As mudanças na Previ vão se refletir, também, na gestão das carteiras de renda fixa e variável. Caso a proposta da Previc seja aprovada pelo Conselho Monetário Nacional, o fundo dos funcionários do BB voltará com entusiasmo a aplicar diretamente em imóveis, motivado pelos bons resultados obtidos com aportes feitos no passado. Liberato aposta no impacto positivo da reforma tributária sobre o valuation das companhias e em ganhos de eficiência. Do ponto de vista conjuntural, a expectativa é de redução da Selic e, por tabela, das despesas financeiras, sobrando maior recursos para os acionistas.
A estratégia do ano passado de ampliar a alocação de recursos em renda fixa no plano BD (Plano 1), deve ser mantida. O fundo encerrou 2022 com 58,7% aplicados em renda fixa (R$ 132 bilhões) e 32,5% (R$ 72 bilhões) em renda variável. Apesar de o retorno de 16,8% dos investimentos de maior risco ter sido superior ao obtido em renda fixa, de 12,4%, a estratégia foi considerada acertada. “Conseguimos fazer boa alocação. A curva das NTNBs está remunerando bem acima da nossa meta atuarial. É importante casar a característica do ativo com a do nosso passivo. Conseguimos títulos públicos de prazos muito longos, até 2060, com pagamentos semestrais que se casam muito com o passivo do Plano 1. Faz sentido manter essa estratégia”, diz o executivo.
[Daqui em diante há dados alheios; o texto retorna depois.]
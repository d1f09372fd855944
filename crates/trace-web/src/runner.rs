use glam::{Vec2, Vec3};
use trace_engine::path::{letter_a, path_from_json, BOARD_OFFSET};
use trace_engine::{
    EventBuffer, InputQueue, LoadError, PointerEvent, Projector, ReferencePath, SessionOrchestrator,
    SoundCue, TraceConfig, TracingSession, ViewportProjector,
};

/// Size of the writing board in path-space units.
pub const BOARD_SIZE: Vec2 = Vec2::new(3.5, 4.0);

/// Drives a tracing session from the browser.
///
/// JS pushes pointer events as they arrive and calls `tick()` once per frame;
/// the runner feeds the queue to the orchestrator and packs the resulting
/// events and audio cues into flat buffers that TypeScript reads by pointer.
pub struct TraceRunner<P: Projector> {
    orchestrator: SessionOrchestrator<P>,
    input: InputQueue,
    events: EventBuffer,
    /// Flat buffer of cue ids for the sound manager.
    cue_buffer: Vec<u8>,
    /// Per-stroke progress, refreshed every tick.
    progress_buffer: Vec<f32>,
}

impl<P: Projector> TraceRunner<P> {
    pub fn new(orchestrator: SessionOrchestrator<P>) -> Self {
        let stroke_count = orchestrator.session().stroke_count();
        let mut runner = Self {
            orchestrator,
            input: InputQueue::new(),
            events: EventBuffer::default(),
            cue_buffer: Vec::with_capacity(32),
            progress_buffer: Vec::with_capacity(stroke_count),
        };
        runner.refresh_progress();
        runner
    }

    /// Push a pointer event into the queue.
    pub fn push_input(&mut self, event: PointerEvent) {
        self.input.push(event);
    }

    /// Handle queued input and rebuild the output buffers.
    pub fn tick(&mut self) {
        self.events.clear();
        self.cue_buffer.clear();

        self.orchestrator.process(&mut self.input);

        // A busy tick can outgrow the default cap; every event must reach JS.
        let events = self.orchestrator.drain_events();
        self.events.reserve(events.len());
        for event in &events {
            self.events.push(event);
            if let Some(cue) = SoundCue::for_event(event) {
                self.cue_buffer.push(cue.0 as u8);
            }
        }
        self.refresh_progress();
    }

    /// Start a new attempt ("play again").
    pub fn reset(&mut self) {
        self.input.clear();
        self.orchestrator.reset();
        self.events.clear();
        self.cue_buffer.clear();
        self.refresh_progress();
    }

    fn refresh_progress(&mut self) {
        self.progress_buffer.clear();
        self.progress_buffer
            .extend(self.orchestrator.session().strokes().iter().map(|s| s.progress()));
    }

    pub fn session(&self) -> &TracingSession {
        self.orchestrator.session()
    }

    pub fn projector_mut(&mut self) -> &mut P {
        self.orchestrator.projector_mut()
    }

    // ---- Pointer accessors for TypeScript reads ----

    pub fn events_ptr(&self) -> *const f32 {
        self.events.as_ptr()
    }

    pub fn events_len(&self) -> u32 {
        self.events.len() as u32
    }

    pub fn events_floats(&self) -> &[f32] {
        self.events.as_floats()
    }

    pub fn cues_ptr(&self) -> *const u8 {
        self.cue_buffer.as_ptr()
    }

    pub fn cues_len(&self) -> u32 {
        self.cue_buffer.len() as u32
    }

    pub fn cues(&self) -> &[u8] {
        &self.cue_buffer
    }

    pub fn stroke_progress(&self) -> &[f32] {
        &self.progress_buffer
    }

    pub fn current_stroke(&self) -> u32 {
        self.session().current_stroke() as u32
    }

    pub fn stroke_count(&self) -> u32 {
        self.session().stroke_count() as u32
    }

    pub fn overall_progress(&self) -> f32 {
        self.session().overall_progress()
    }

    pub fn is_tracing(&self) -> bool {
        self.session().is_actively_tracing()
    }

    pub fn is_complete(&self) -> bool {
        self.session().is_complete()
    }
}

impl TraceRunner<ViewportProjector> {
    /// Build a runner for a glyph on the writing board, viewed through a
    /// viewport of the given pixel size. Without a glyph document the
    /// built-in letter "A" is used; without a config the defaults apply.
    pub fn for_board(
        glyph_json: Option<&str>,
        config_json: Option<&str>,
        viewport: Vec2,
    ) -> Result<Self, LoadError> {
        let path: ReferencePath = match glyph_json {
            Some(json) => path_from_json(json)?,
            None => letter_a()?,
        };
        let path = path.translated(BOARD_OFFSET)?;
        let config = match config_json {
            Some(json) => TraceConfig::from_json(json)?,
            None => TraceConfig::default(),
        };
        let projector = board_projector(viewport);
        let orchestrator = SessionOrchestrator::new(path, config, projector)?;
        Ok(Self::new(orchestrator))
    }

    /// Follow a canvas resize.
    pub fn resize(&mut self, width: f32, height: f32) {
        self.projector_mut().resize(width, height);
    }
}

/// Orthographic view fitted around the board.
pub fn board_projector(viewport: Vec2) -> ViewportProjector {
    let center = Vec2::new(BOARD_OFFSET.x, BOARD_OFFSET.y);
    ViewportProjector::new(viewport, BOARD_SIZE)
        .with_center(center)
        .with_board(center, BOARD_SIZE / 2.0)
        .with_z(BOARD_OFFSET.z)
}

/// Pixel position of a path-space point under [`board_projector`].
pub fn board_to_screen(projector: &ViewportProjector, p: Vec3) -> Vec2 {
    let visible = projector.visible_size();
    let ndc = (Vec2::new(p.x, p.y) - projector.center) / (visible / 2.0);
    Vec2::new(
        (ndc.x + 1.0) / 2.0 * projector.viewport.x,
        (1.0 - ndc.y) / 2.0 * projector.viewport.y,
    )
}

#[cfg(test)]
mod tests {
    use super::*;
    use trace_engine::bridge::protocol::{
        DEFAULT_MAX_EVENTS, KIND_ALL_STROKES_COMPLETE, KIND_EMPTY_TAP, KIND_STROKE_COMPLETE,
        KIND_TRACE_PROGRESS, KIND_TRACE_START,
    };

    fn runner() -> TraceRunner<ViewportProjector> {
        TraceRunner::for_board(None, None, Vec2::new(700.0, 800.0)).unwrap()
    }

    fn screen(r: &TraceRunner<ViewportProjector>, stroke: usize, index: usize) -> Vec2 {
        let p = r.orchestrator.path().checkpoint(stroke, index).unwrap().pos;
        board_to_screen(r.orchestrator.projector(), p)
    }

    #[test]
    fn screen_round_trip_lands_on_checkpoint() {
        let r = runner();
        let s = screen(&r, 0, 3);
        let target = r.orchestrator.path().checkpoint(0, 3).unwrap().pos;
        let hit = r.orchestrator.projector().project(s).unwrap();
        assert!(hit.distance(target) < 1e-4);
    }

    #[test]
    fn tick_packs_events_and_cues() {
        let mut r = runner();
        let start = screen(&r, 0, 0);
        let next = screen(&r, 0, 1);
        r.push_input(PointerEvent::Down { x: start.x, y: start.y });
        r.push_input(PointerEvent::Move { x: next.x, y: next.y });
        r.tick();

        assert_eq!(r.events_len(), 2);
        let floats = r.events_floats();
        assert_eq!(floats[0], KIND_TRACE_START);
        assert_eq!(&floats[4..8], &[KIND_TRACE_PROGRESS, 0.0, 1.0, 8.0]);
        assert_eq!(r.cues(), &[SoundCue::TRACING_TONE.0 as u8, SoundCue::checkpoint(1).0 as u8]);
        assert!((r.stroke_progress()[0] - 0.25).abs() < 1e-6);

        // Buffers only hold the latest tick.
        r.tick();
        assert_eq!(r.events_len(), 0);
        assert_eq!(r.cues_len(), 0);
    }

    #[test]
    fn stray_tap_is_empty_tap() {
        let mut r = runner();
        r.push_input(PointerEvent::Down { x: 1.0, y: 1.0 });
        r.tick();
        assert_eq!(r.events_floats(), &[KIND_EMPTY_TAP, 0.0, 0.0, 0.0]);
        assert!(r.cues().is_empty());
    }

    #[test]
    fn busy_tick_keeps_every_event() {
        let mut r = runner();
        let taps = DEFAULT_MAX_EVENTS + 6;
        for _ in 0..taps {
            r.push_input(PointerEvent::Down { x: 1.0, y: 1.0 });
        }
        for stroke in 0..3 {
            let count = r.orchestrator.path().checkpoint_count(stroke);
            let start = screen(&r, stroke, 0);
            r.push_input(PointerEvent::Down { x: start.x, y: start.y });
            for i in 1..count {
                let p = screen(&r, stroke, i);
                r.push_input(PointerEvent::Move { x: p.x, y: p.y });
            }
            r.push_input(PointerEvent::Up { x: start.x, y: start.y });
        }
        r.tick();

        assert!(r.is_complete());
        // Taps, then per stroke: start, one progress per remaining checkpoint, complete.
        let expected = taps + (1 + 7 + 1) + (1 + 7 + 1) + (1 + 6 + 1) + 1;
        assert_eq!(r.events_len() as usize, expected);
        let kinds: Vec<f32> = r.events_floats().chunks(4).map(|c| c[0]).collect();
        assert_eq!(kinds.iter().filter(|&&k| k == KIND_STROKE_COMPLETE).count(), 3);
        assert_eq!(kinds.last(), Some(&KIND_ALL_STROKES_COMPLETE));
    }

    #[test]
    fn reset_clears_everything() {
        let mut r = runner();
        let start = screen(&r, 0, 0);
        r.push_input(PointerEvent::Down { x: start.x, y: start.y });
        r.tick();
        assert!(r.is_tracing());
        r.push_input(PointerEvent::Leave);
        r.reset();
        r.tick();
        assert!(!r.is_tracing());
        assert_eq!(r.events_len(), 0);
        assert_eq!(r.stroke_progress(), &[0.0, 0.0, 0.0]);
    }

    #[test]
    fn custom_glyph_and_config() {
        let glyph = r#"{ "name": "I", "strokes": [[[0.0, 1.0], [0.0, 0.8], [0.0, 0.6]]] }"#;
        let config = r#"{ "max_forward_skip": 1 }"#;
        let r = TraceRunner::for_board(Some(glyph), Some(config), Vec2::new(350.0, 400.0)).unwrap();
        assert_eq!(r.stroke_count(), 1);
        assert_eq!(r.orchestrator.config().max_forward_skip, 1);
    }

    #[test]
    fn bad_documents_are_reported() {
        let err = TraceRunner::for_board(Some("not json"), None, Vec2::new(100.0, 100.0));
        assert!(matches!(err, Err(LoadError::Json(_))));
        let config = r#"{ "tolerance_radius": -1 }"#;
        let err = TraceRunner::for_board(None, Some(config), Vec2::new(100.0, 100.0));
        assert!(matches!(err, Err(LoadError::Config(_))));
    }
}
Em 2022, o fundo pagou R$ 15,2 bilhões em benefícios, e conta, apenas com cerca de 3 mil funcionários na ativa.
No CV, o cenário é outro. “Vai chegar um período do ano em que vamos aumentar a carga em ativos de risco para capturar as oportunidades. Por enquanto, estamos muito alocados em caixa, por conta da taxa no nível em que está”, diz. A ideia é ampliar investimentos em crédito privado de boas empresas com baixo risco, em fundos multimercados e na exposição no exterior, sobretudo para o tipo de participante disposto a tomar mais risco. A maior parte dos participantes encontra-se em fase de acumulação e o fundo tem buscado maior diversificação em busca de maior retorno.
A resolução CNPC 43/2021, que exige que planos em fase de acumulação tenham que marcar ativos de renda fixa na curva, leva a alta volatilidade, afetando a performance do ativo, trazendo maior incerteza e podendo gerar transferência de riqueza entre os participantes. A carteira é composta de títulos públicos de longo, carregados até o vencimento. Logo, na medida em que a curva abre, a rentabilidade é prejudicada. A ideia é fomentar a discussão para aperfeiçoar a norma e evitar oscilações.